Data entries
_ _ _

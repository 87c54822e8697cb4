use super::{Query, Update};
use crate::{model::CascadeMode, Model};

use rowcast_core::{
    driver::operation,
    stmt::Filter,
    Error, Result, ID_COLUMN,
};

impl<'a, M: Model> Query<'a, M, Update> {
    /// Writes the rows' values, returning the number of rows changed.
    ///
    /// When every row carries an identifier and no filter was given, each
    /// row updates the stored row holding its identifier. Otherwise the last
    /// row's values are applied to every row matching the filter. Only
    /// projected columns are written when a projection is set.
    pub fn run(self) -> Result<u64> {
        if self.values.is_empty() {
            return Err(Error::invalid_query(format!(
                "no values were provided to update `{}`",
                self.target
            )));
        }

        let db = self.db;
        db.ensure_table::<M>(&self.target)?;

        let fields = M::fields();

        let mut identified = fields.id().is_some();
        for row in &self.values {
            identified &= fields.id_of(row)? > 0;
        }

        let mut values = self.values;

        if !identified {
            let Some(row) = values.pop() else {
                return Ok(0);
            };

            let count = db
                .exec(
                    operation::Update {
                        target: self.target,
                        values: fields.write_values(&db, row, &self.projection)?,
                        filter: self.filter,
                    }
                    .into(),
                )?
                .rows
                .into_count()?;

            let id = fields.id_of(row)?;
            fields.cascade(&db, row, id, CascadeMode::Update)?;
            return Ok(count);
        }

        if !self.filter.is_empty() {
            return Err(Error::invalid_query(
                "rows with identifiers cannot be combined with an explicit filter",
            ));
        }

        let mut count = 0;
        for row in values {
            let id = fields.id_of(row)?;

            count += db
                .exec(
                    operation::Update {
                        target: self.target.clone(),
                        values: fields.write_values(&db, row, &self.projection)?,
                        filter: Filter::eq(ID_COLUMN, id),
                    }
                    .into(),
                )?
                .rows
                .into_count()?;

            fields.cascade(&db, row, id, CascadeMode::Update)?;
        }

        Ok(count)
    }
}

_ _ _

Your task is to retype all the records above with nothing left out.

repository 87c54822e8697cb4
use super::{Query, Update};
use crate::{model::CascadeMode, Model};

use rowcast_core::{
    driver::operation,
    stmt::Filter,
    Error, Result, ID_COLUMN,
};

impl<'a, M: Model> Query<'a, M, Update> {
    /// Writes the rows' values, returning the number of rows changed.
    ///
    /// When every row carries an identifier and no filter was given, each
    /// row updates the stored row holding its identifier. Otherwise the last
    /// row's values are applied to every row matching the filter. Only
    /// projected columns are written when a projection is set.
    pub fn run(self) -> Result<u64> {
        if self.values.is_empty() {
            return Err(Error::invalid_query(format!(
                "no values were provided to update `{}`",
                self.target
            )));
        }

        let db = self.db;
        db.ensure_table::<M>(&self.target)?;

        let fields = M::fields();

        let mut identified = fields.id().is_some();
        for row in &self.values {
            identified &= fields.id_of(row)? > 0;
        }

        let mut values = self.values;

        if !identified {
            let Some(row) = values.pop() else {
                return Ok(0);
            };

            let count = db
                .exec(
                    operation::Update {
                        target: self.target,
                        values: fields.write_values(&db, row, &self.projection)?,
                        filter: self.filter,
                    }
                    .into(),
                )?
                .rows
                .into_count()?;

            let id = fields.id_of(row)?;
            fields.cascade(&db, row, id, CascadeMode::Update)?;
            return Ok(count);
        }

        if !self.filter.is_empty() {
            return Err(Error::invalid_query(
                "rows with identifiers cannot be combined with an explicit filter",
            ));
        }

        let mut count = 0;
        for row in values {
            let id = fields.id_of(row)?;

            count += db
                .exec(
                    operation::Update {
                        target: self.target.clone(),
                        values: fields.write_values(&db, row, &self.projection)?,
                        filter: Filter::eq(ID_COLUMN, id),
                    }
                    .into(),
                )?
                .rows
                .into_count()?;

            fields.cascade(&db, row, id, CascadeMode::Update)?;
        }

        Ok(count)
    }
}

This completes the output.